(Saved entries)
───

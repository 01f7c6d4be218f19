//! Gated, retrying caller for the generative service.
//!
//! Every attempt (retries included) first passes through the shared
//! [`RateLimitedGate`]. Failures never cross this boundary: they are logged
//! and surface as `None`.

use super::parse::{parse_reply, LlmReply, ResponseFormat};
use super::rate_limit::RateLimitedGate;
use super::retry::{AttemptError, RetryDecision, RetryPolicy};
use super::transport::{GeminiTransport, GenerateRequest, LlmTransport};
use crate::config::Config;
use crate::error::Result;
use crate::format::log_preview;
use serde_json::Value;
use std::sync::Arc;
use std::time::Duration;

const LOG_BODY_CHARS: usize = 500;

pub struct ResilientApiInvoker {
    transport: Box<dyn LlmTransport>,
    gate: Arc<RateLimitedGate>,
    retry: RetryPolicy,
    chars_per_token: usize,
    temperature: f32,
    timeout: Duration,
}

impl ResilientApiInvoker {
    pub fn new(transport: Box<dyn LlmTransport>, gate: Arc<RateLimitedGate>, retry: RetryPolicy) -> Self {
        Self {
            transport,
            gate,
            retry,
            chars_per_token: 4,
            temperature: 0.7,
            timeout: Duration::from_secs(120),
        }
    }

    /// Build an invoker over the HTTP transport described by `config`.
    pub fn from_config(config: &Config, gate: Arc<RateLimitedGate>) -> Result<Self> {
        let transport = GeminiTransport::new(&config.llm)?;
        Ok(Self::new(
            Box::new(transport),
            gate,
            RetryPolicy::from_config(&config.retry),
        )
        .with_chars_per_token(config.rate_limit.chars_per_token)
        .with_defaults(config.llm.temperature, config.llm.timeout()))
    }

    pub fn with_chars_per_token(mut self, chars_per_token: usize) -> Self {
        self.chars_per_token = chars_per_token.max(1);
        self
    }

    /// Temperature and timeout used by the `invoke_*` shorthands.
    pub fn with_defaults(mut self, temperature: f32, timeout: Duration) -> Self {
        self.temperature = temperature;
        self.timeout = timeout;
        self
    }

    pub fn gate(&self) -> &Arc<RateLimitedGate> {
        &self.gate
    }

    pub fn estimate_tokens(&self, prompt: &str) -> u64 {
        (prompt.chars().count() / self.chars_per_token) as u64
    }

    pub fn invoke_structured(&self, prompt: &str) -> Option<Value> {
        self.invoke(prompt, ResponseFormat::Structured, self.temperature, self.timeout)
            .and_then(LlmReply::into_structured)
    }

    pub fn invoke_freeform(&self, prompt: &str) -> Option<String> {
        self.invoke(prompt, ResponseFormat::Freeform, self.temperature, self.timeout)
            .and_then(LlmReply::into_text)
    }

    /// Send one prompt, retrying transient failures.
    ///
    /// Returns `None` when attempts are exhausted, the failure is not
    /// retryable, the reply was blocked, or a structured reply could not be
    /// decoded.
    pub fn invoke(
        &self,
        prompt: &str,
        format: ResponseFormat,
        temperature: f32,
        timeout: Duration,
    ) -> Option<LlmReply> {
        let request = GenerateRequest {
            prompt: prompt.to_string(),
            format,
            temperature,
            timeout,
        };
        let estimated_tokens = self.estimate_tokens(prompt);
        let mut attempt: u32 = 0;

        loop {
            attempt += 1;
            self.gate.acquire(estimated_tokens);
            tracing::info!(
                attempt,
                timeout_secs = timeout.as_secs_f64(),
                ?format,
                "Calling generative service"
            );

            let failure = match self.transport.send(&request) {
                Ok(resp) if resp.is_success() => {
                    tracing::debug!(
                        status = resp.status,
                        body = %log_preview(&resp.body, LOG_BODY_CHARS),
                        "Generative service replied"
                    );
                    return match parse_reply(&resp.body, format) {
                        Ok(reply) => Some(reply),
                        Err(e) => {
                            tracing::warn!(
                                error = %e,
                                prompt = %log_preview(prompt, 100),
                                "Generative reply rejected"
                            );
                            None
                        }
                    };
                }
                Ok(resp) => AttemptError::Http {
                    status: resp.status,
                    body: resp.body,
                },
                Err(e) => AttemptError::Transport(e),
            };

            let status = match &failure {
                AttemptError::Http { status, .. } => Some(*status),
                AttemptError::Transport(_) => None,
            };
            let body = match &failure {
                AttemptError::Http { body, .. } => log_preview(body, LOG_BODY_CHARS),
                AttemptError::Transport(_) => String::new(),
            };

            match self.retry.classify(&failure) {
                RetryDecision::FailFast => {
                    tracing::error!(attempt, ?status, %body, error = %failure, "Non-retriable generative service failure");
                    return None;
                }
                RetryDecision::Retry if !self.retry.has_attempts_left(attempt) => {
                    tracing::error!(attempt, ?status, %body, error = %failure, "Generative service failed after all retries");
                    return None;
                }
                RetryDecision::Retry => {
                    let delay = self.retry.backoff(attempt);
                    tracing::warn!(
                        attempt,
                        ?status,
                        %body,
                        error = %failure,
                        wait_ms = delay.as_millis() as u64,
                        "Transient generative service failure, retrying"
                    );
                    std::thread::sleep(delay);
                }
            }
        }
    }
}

───

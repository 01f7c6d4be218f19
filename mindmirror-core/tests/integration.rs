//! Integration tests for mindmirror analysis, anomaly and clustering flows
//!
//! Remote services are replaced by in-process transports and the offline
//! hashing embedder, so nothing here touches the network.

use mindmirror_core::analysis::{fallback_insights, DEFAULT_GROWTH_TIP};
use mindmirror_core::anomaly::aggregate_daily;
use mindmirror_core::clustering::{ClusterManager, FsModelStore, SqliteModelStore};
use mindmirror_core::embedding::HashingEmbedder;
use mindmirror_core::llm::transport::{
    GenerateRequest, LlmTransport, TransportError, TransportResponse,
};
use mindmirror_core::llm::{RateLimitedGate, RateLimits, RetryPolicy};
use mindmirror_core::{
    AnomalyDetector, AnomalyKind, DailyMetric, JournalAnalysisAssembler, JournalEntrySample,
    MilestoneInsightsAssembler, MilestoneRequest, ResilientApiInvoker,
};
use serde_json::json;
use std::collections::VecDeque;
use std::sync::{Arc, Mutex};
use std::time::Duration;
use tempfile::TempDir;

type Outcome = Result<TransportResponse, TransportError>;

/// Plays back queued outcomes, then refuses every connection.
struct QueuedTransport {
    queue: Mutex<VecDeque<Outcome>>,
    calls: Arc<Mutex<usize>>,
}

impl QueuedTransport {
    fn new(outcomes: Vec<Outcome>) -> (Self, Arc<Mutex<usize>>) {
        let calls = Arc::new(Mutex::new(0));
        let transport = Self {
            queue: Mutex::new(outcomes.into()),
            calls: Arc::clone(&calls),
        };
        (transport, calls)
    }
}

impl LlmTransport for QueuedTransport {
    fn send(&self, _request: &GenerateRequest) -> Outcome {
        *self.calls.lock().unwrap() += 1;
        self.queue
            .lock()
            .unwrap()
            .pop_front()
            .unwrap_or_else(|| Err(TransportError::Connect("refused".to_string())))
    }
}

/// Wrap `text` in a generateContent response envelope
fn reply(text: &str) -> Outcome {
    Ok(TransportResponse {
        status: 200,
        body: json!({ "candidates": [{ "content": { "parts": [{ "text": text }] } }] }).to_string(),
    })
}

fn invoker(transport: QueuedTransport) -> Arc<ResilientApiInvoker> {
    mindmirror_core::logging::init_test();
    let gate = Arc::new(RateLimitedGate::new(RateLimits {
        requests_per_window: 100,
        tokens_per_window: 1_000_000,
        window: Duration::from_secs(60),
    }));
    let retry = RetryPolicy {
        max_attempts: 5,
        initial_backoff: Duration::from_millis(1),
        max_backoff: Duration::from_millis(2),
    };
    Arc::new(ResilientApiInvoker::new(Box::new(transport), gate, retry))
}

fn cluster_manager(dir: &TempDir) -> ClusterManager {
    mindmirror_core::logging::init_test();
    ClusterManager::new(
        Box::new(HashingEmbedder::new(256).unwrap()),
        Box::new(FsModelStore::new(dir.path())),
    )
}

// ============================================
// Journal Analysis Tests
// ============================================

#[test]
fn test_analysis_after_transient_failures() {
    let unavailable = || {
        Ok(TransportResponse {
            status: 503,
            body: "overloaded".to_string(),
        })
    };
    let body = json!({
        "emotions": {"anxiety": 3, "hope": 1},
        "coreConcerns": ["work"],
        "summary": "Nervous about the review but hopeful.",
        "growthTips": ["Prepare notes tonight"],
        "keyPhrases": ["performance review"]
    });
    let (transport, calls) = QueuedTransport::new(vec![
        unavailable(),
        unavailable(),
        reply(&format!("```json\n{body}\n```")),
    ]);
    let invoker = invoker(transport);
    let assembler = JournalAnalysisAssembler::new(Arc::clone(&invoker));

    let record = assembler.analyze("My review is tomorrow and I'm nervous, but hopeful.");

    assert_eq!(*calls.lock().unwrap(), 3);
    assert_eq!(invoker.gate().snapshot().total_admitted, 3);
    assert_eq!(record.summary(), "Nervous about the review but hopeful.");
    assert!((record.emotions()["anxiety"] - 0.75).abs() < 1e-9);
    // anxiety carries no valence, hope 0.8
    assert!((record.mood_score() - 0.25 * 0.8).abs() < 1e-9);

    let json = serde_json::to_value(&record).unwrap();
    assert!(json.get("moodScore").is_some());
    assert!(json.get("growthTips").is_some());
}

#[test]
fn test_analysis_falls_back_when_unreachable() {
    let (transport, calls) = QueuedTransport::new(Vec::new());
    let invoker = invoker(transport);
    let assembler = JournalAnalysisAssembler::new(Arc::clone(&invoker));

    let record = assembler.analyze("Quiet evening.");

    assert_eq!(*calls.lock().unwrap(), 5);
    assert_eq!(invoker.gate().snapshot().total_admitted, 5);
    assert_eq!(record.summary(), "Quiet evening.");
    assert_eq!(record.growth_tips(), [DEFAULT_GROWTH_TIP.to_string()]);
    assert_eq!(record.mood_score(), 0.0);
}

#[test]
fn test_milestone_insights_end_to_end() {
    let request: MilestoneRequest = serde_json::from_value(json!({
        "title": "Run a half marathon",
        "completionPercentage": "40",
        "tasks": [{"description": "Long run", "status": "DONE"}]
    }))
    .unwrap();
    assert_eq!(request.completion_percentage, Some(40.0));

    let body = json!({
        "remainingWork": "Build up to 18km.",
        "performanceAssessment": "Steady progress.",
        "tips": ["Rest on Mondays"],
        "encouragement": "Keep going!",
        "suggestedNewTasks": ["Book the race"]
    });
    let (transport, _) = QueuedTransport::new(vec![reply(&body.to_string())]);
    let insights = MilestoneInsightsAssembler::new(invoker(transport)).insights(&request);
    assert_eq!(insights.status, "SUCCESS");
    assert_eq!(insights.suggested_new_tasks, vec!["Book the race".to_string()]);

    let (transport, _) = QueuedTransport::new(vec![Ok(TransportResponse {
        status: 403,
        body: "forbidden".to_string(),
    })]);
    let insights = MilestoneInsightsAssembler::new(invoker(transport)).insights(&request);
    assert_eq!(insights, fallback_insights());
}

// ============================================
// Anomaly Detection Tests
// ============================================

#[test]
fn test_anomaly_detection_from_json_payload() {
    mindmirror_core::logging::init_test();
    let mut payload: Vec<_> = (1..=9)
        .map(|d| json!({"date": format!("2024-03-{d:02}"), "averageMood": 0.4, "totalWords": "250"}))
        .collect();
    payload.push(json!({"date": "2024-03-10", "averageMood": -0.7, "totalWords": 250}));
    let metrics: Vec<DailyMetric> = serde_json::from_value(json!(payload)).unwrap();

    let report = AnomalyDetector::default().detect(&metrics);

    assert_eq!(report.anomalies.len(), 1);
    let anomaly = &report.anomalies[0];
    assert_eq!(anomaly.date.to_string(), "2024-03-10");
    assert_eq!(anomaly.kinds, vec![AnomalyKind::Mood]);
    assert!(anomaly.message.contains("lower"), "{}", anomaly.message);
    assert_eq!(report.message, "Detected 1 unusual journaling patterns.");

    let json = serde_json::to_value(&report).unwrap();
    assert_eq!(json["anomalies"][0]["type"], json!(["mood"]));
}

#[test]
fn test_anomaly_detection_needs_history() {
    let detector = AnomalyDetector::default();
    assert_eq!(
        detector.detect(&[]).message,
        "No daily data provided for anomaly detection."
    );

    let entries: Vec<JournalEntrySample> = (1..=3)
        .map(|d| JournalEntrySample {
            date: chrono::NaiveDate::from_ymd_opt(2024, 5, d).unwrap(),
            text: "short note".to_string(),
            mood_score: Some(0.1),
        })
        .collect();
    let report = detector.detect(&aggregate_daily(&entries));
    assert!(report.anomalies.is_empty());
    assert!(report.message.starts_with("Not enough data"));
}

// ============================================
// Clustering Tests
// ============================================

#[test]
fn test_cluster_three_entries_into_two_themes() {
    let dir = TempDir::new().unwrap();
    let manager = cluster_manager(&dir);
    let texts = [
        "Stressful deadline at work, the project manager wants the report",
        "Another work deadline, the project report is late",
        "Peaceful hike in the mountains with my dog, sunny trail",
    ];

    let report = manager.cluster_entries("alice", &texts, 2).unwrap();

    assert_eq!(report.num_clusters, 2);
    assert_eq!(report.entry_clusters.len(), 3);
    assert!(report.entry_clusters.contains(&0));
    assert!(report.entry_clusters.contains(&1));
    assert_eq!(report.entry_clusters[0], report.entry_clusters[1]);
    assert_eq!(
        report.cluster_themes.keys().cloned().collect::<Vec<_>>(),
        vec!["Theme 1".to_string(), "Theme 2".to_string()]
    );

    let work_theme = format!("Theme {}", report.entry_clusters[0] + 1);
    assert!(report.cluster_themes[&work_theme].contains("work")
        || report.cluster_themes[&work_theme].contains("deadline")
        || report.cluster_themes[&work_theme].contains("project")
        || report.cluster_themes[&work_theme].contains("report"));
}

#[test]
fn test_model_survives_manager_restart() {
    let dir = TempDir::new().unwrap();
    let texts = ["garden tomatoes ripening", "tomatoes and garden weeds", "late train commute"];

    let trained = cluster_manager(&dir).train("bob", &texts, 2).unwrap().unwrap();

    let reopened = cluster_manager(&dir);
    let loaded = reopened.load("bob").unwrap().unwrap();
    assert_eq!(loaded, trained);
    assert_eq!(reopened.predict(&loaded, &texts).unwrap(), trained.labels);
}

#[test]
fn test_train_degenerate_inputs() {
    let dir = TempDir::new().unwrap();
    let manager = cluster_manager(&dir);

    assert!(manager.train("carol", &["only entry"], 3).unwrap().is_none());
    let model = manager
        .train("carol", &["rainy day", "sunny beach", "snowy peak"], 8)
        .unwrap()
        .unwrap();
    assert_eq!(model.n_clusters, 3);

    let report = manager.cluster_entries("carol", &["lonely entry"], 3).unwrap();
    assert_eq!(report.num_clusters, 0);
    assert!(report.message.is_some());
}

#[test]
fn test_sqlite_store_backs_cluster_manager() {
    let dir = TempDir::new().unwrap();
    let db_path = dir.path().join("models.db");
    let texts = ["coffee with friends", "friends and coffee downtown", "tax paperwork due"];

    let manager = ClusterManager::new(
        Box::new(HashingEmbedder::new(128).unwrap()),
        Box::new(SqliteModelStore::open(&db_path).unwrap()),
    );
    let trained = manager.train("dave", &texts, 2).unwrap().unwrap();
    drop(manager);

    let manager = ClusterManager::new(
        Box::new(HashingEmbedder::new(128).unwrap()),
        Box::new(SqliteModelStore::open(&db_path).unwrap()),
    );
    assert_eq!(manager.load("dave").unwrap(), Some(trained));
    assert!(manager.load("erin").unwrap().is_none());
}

───

* [Work request]
Return, word for word, the lines of the data above from the line with "pub fn from_config(config: &Config, gate: Arc<RateLimitedGate>)" through the line with "self.temperature = temperature;", inclusive.

* [Task solution]
    pub fn from_config(config: &Config, gate: Arc<RateLimitedGate>) -> Result<Self> {
        let transport = GeminiTransport::new(&config.llm)?;
        Ok(Self::new(
            Box::new(transport),
            gate,
            RetryPolicy::from_config(&config.retry),
        )
        .with_chars_per_token(config.rate_limit.chars_per_token)
        .with_defaults(config.llm.temperature, config.llm.timeout()))
    }

    pub fn with_chars_per_token(mut self, chars_per_token: usize) -> Self {
        self.chars_per_token = chars_per_token.max(1);
        self
    }

    /// Temperature and timeout used by the `invoke_*` shorthands.
    pub fn with_defaults(mut self, temperature: f32, timeout: Duration) -> Self {
        self.temperature = temperature;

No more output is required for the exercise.